Что смолкнул веселия глас?
Раздайтесь, вакхальны припевы!..
Ты, солнце святое, гори!
Как эта лампада бледнеет
Пред ясным восходом зари,
Так ложная мудрость мерцает и тлеет
Пред солнцем бессмертным ума.
Да здравствует солнце, да скроется тьма!
Вот мудрость Пушкина. Это – не аскетическое самоистязание, жажда мученичества, во что бы то ни стало, как у Достоевского; не покаянный плач о грехах перед вечностью, как у Льва Толстого; не художественный нигилизм и нирвана в красоте, как у Тургенева; это – заздравная песня Вакху во славу жизни, вечное солнце, золотая мера вещей – красота. Русская литература, которая и в действительности вытекает из Пушкина и сознательно считает его своим родоначальником, изменила главному его завету: «да здравствует солнце, да скроется тьма!» Как это странно! Начатая самым светлым, самым жизнерадостным из новых гениев, русская поэзия сделалась поэзией мрака, самоистязания, жалости, страха смерти. Шестидесяти лет не прошло со дня кончины Пушкина – и все изменилось. Безнадежный мистицизм Лермонтова и Гоголя; самоуглубление Достоевского, похожее на бездонный, черный колодец; бегство Тургенева от ужаса смерти в красоту, бегство Льва Толстого от ужаса смерти в жалость – только ряд ступеней, по которым мы сходили все ниже и ниже, в «страну тени смертной».

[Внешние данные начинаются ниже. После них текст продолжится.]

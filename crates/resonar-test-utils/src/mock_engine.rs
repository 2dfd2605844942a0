//! Mock implementation of SoundEngine and DynamicDialogue for testing.
//!
//! Records every registration without touching a real audio engine, and
//! flags the two mistakes a loader can make against an engine: registering
//! an identity that is already live, and unregistering one that is not.

use std::collections::{HashMap, HashSet};
use std::sync::atomic::{AtomicU64, Ordering};
use std::thread;
use std::time::Duration;

use parking_lot::Mutex;
use resonar_cooked::{ExternalSourceCookedData, MediaCookedData, SoundBankCookedData};

use crate::engine_types::{EngineHandle, LeafKind, SoundEngineError, SoundEngineResult};
use crate::sound_engine::{CandidateCallback, DynamicDialogue, SoundEngine};

/// Records an engine call for verification in tests.
#[derive(Debug, Clone, Copy, PartialEq, Eq)]
pub enum EngineCall {
    Register { kind: LeafKind, id: u32 },
    Unregister { kind: LeafKind, id: u32 },
}

#[derive(Default)]
struct Registry {
    live: HashMap<(LeafKind, u32), EngineHandle>,
    register_counts: HashMap<(LeafKind, u32), usize>,
    total_registrations: usize,
    total_unregistrations: usize,
    double_registrations: usize,
    invalid_unregistrations: usize,
}

struct ScriptedPath {
    dialogue_event_id: u32,
    path: Vec<u32>,
    audio_node_id: u32,
}

/// Mock sound engine for testing.
///
/// Leaf identities are `(kind, id)`; sound banks use their bank id, media
/// their media id and external sources their cookie.
///
/// # Example
///
/// ```rust
/// use resonar_cooked::SoundBankCookedData;
/// use resonar_test_utils::{LeafKind, MockSoundEngine, SoundEngine};
///
/// let engine = MockSoundEngine::new();
/// engine.fail_on(LeafKind::SoundBank, 3);
///
/// let bank = SoundBankCookedData::new(3, "Missing");
/// assert!(engine.register_sound_bank(&bank).is_err());
/// assert_eq!(engine.live_count(), 0);
/// ```
pub struct MockSoundEngine {
    registry: Mutex<Registry>,

    /// Recorded calls, only kept while `record_calls` is on
    calls: Mutex<Option<Vec<EngineCall>>>,

    failures: Mutex<HashSet<(LeafKind, u32)>>,
    media_delay: Mutex<Option<Duration>>,
    next_handle: AtomicU64,

    dialogue_paths: Mutex<Vec<ScriptedPath>>,
    dialogue_calls: Mutex<Vec<(u32, Vec<u32>)>>,
}

impl MockSoundEngine {
    pub fn new() -> Self {
        Self {
            registry: Mutex::new(Registry::default()),
            calls: Mutex::new(None),
            failures: Mutex::new(HashSet::new()),
            media_delay: Mutex::new(None),
            next_handle: AtomicU64::new(1),
            dialogue_paths: Mutex::new(Vec::new()),
            dialogue_calls: Mutex::new(Vec::new()),
        }
    }

    /// Start keeping an ordered call log.
    pub fn record_calls(&self) {
        self.calls.lock().get_or_insert_with(Vec::new);
    }

    /// Get a copy of all recorded calls (empty unless `record_calls` was called).
    pub fn calls(&self) -> Vec<EngineCall> {
        self.calls.lock().clone().unwrap_or_default()
    }

    /// Make every registration of `(kind, id)` fail.
    pub fn fail_on(&self, kind: LeafKind, id: u32) {
        self.failures.lock().insert((kind, id));
    }

    pub fn clear_failures(&self) {
        self.failures.lock().clear();
    }

    /// Sleep inside every media registration, to widen race windows.
    pub fn set_media_delay(&self, delay: Option<Duration>) {
        *self.media_delay.lock() = delay;
    }

    /// Number of successful registrations of one identity so far.
    pub fn register_count(&self, kind: LeafKind, id: u32) -> usize {
        self.registry
            .lock()
            .register_counts
            .get(&(kind, id))
            .copied()
            .unwrap_or(0)
    }

    pub fn total_registrations(&self) -> usize {
        self.registry.lock().total_registrations
    }

    pub fn total_unregistrations(&self) -> usize {
        self.registry.lock().total_unregistrations
    }

    pub fn is_live(&self, kind: LeafKind, id: u32) -> bool {
        self.registry.lock().live.contains_key(&(kind, id))
    }

    pub fn live_count(&self) -> usize {
        self.registry.lock().live.len()
    }

    /// Registrations of an identity that was already live.
    pub fn double_registrations(&self) -> usize {
        self.registry.lock().double_registrations
    }

    /// Unregistrations of an identity that was not live, or with a stale handle.
    pub fn invalid_unregistrations(&self) -> usize {
        self.registry.lock().invalid_unregistrations
    }

    /// Nothing live and no protocol violation recorded.
    pub fn is_idle(&self) -> bool {
        let registry = self.registry.lock();
        registry.live.is_empty()
            && registry.double_registrations == 0
            && registry.invalid_unregistrations == 0
    }

    /// Teach the dialogue resolver one path. A `0` in `path` is the fallback
    /// branch and matches any supplied value.
    pub fn script_dialogue(&self, dialogue_event_id: u32, path: &[u32], audio_node_id: u32) {
        self.dialogue_paths.lock().push(ScriptedPath {
            dialogue_event_id,
            path: path.to_vec(),
            audio_node_id,
        });
    }

    /// Argument vectors passed to `resolve_dialogue_event`, in call order.
    pub fn dialogue_calls(&self) -> Vec<(u32, Vec<u32>)> {
        self.dialogue_calls.lock().clone()
    }

    fn record(&self, call: EngineCall) {
        if let Some(calls) = self.calls.lock().as_mut() {
            calls.push(call);
        }
    }

    fn register(&self, kind: LeafKind, id: u32) -> SoundEngineResult<EngineHandle> {
        if kind == LeafKind::Media {
            let delay = *self.media_delay.lock();
            if let Some(delay) = delay {
                thread::sleep(delay);
            }
        }
        if self.failures.lock().contains(&(kind, id)) {
            tracing::trace!("mock engine failing {} {}", kind, id);
            return Err(SoundEngineError::Rejected {
                kind,
                id,
                reason: "scripted failure".to_string(),
            });
        }

        let handle = EngineHandle::from_raw(self.next_handle.fetch_add(1, Ordering::Relaxed));
        {
            let mut registry = self.registry.lock();
            if registry.live.insert((kind, id), handle).is_some() {
                tracing::error!("mock engine: {} {} registered twice", kind, id);
                registry.double_registrations += 1;
            }
            *registry.register_counts.entry((kind, id)).or_default() += 1;
            registry.total_registrations += 1;
        }
        self.record(EngineCall::Register { kind, id });
        Ok(handle)
    }

    fn unregister(&self, kind: LeafKind, id: u32, handle: EngineHandle) {
        {
            let mut registry = self.registry.lock();
            match registry.live.remove(&(kind, id)) {
                Some(live) if live == handle => {}
                Some(live) => {
                    tracing::error!("mock engine: {} {} unregistered with a stale handle", kind, id);
                    registry.live.insert((kind, id), live);
                    registry.invalid_unregistrations += 1;
                }
                None => {
                    tracing::error!("mock engine: {} {} unregistered while not live", kind, id);
                    registry.invalid_unregistrations += 1;
                }
            }
            registry.total_unregistrations += 1;
        }
        self.record(EngineCall::Unregister { kind, id });
    }
}

impl Default for MockSoundEngine {
    fn default() -> Self {
        Self::new()
    }
}

impl SoundEngine for MockSoundEngine {
    fn register_sound_bank(&self, sound_bank: &SoundBankCookedData) -> SoundEngineResult<EngineHandle> {
        self.register(LeafKind::SoundBank, sound_bank.sound_bank_id)
    }

    fn unregister_sound_bank(&self, sound_bank: &SoundBankCookedData, handle: EngineHandle) {
        self.unregister(LeafKind::SoundBank, sound_bank.sound_bank_id, handle)
    }

    fn register_media(&self, media: &MediaCookedData) -> SoundEngineResult<EngineHandle> {
        self.register(LeafKind::Media, media.media_id)
    }

    fn unregister_media(&self, media: &MediaCookedData, handle: EngineHandle) {
        self.unregister(LeafKind::Media, media.media_id, handle)
    }

    fn register_external_source(
        &self,
        external_source: &ExternalSourceCookedData,
    ) -> SoundEngineResult<EngineHandle> {
        self.register(LeafKind::ExternalSource, external_source.cookie)
    }

    fn unregister_external_source(
        &self,
        external_source: &ExternalSourceCookedData,
        handle: EngineHandle,
    ) {
        self.unregister(LeafKind::ExternalSource, external_source.cookie, handle)
    }
}

impl DynamicDialogue for MockSoundEngine {
    fn resolve_dialogue_event(
        &self,
        dialogue_event_id: u32,
        argument_values: &[u32],
        candidate: &mut CandidateCallback<'_>,
    ) -> u32 {
        self.dialogue_calls
            .lock()
            .push((dialogue_event_id, argument_values.to_vec()));

        let candidates: Vec<u32> = {
            let paths = self.dialogue_paths.lock();
            let matching = |exact: bool| {
                paths
                    .iter()
                    .filter(|p| p.dialogue_event_id == dialogue_event_id)
                    .filter(|p| p.path.len() == argument_values.len())
                    .filter(|p| {
                        p.path.iter().zip(argument_values).all(|(want, got)| {
                            want == got || (!exact && *want == 0)
                        })
                    })
                    .map(|p| p.audio_node_id)
                    .collect::<Vec<_>>()
            };
            let mut candidates = matching(true);
            candidates.extend(matching(false));
            candidates
        };

        candidates
            .into_iter()
            .find(|audio_node_id| candidate(dialogue_event_id, *audio_node_id))
            .unwrap_or(0)
    }
}

#[cfg(test)]
mod tests {
    use super::*;

    #[test]
    fn test_register_and_unregister() {
        let engine = MockSoundEngine::new();
        let bank = SoundBankCookedData::new(1, "Init");

        let handle = engine.register_sound_bank(&bank).unwrap();
        assert!(engine.is_live(LeafKind::SoundBank, 1));
        assert_eq!(engine.total_registrations(), 1);

        engine.unregister_sound_bank(&bank, handle);
        assert!(engine.is_idle());
        assert_eq!(engine.total_unregistrations(), 1);
    }

    #[test]
    fn test_detects_double_registration() {
        let engine = MockSoundEngine::new();
        let media = MediaCookedData::new(5, "");
        let _ = engine.register_media(&media).unwrap();
        let _ = engine.register_media(&media).unwrap();
        assert_eq!(engine.double_registrations(), 1);
        assert!(!engine.is_idle());
    }

    #[test]
    fn test_detects_invalid_unregistration() {
        let engine = MockSoundEngine::new();
        let source = ExternalSourceCookedData::new(8, "");
        engine.unregister_external_source(&source, EngineHandle::from_raw(99));
        assert_eq!(engine.invalid_unregistrations(), 1);
    }

    #[test]
    fn test_call_log_is_opt_in() {
        let engine = MockSoundEngine::new();
        let media = MediaCookedData::new(5, "");
        let handle = engine.register_media(&media).unwrap();
        assert!(engine.calls().is_empty());

        engine.record_calls();
        engine.unregister_media(&media, handle);
        assert_eq!(
            engine.calls(),
            vec![EngineCall::Unregister {
                kind: LeafKind::Media,
                id: 5
            }]
        );
    }

    #[test]
    fn test_dialogue_prefers_exact_path() {
        let engine = MockSoundEngine::new();
        engine.script_dialogue(10, &[0, 7], 100);
        engine.script_dialogue(10, &[3, 7], 200);

        let mut accept_all = |_: u32, _: u32| true;
        assert_eq!(engine.resolve_dialogue_event(10, &[3, 7], &mut accept_all), 200);
        assert_eq!(engine.resolve_dialogue_event(10, &[4, 7], &mut accept_all), 100);
        assert_eq!(engine.resolve_dialogue_event(10, &[4, 8], &mut accept_all), 0);
        assert_eq!(engine.dialogue_calls().len(), 3);
    }

    #[test]
    fn test_dialogue_candidate_callback_can_reject() {
        let engine = MockSoundEngine::new();
        engine.script_dialogue(10, &[3], 200);
        engine.script_dialogue(10, &[0], 100);

        let mut reject_200 = |_: u32, node: u32| node != 200;
        assert_eq!(engine.resolve_dialogue_event(10, &[3], &mut reject_200), 100);
    }
}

Таким он был и в жизни: простой, веселый, менее всего походивший на сурового проповедника или философа, – этот беспечный арзамасский «Сверчок», «Искра», – маленький, подвижный, с безукоризненным изяществом манер и сдержанностью светского человека, с негритянским профилем, с голубыми глазами, которые сразу меняли цвет, становились темными и глубокими в минуту вдохновенья.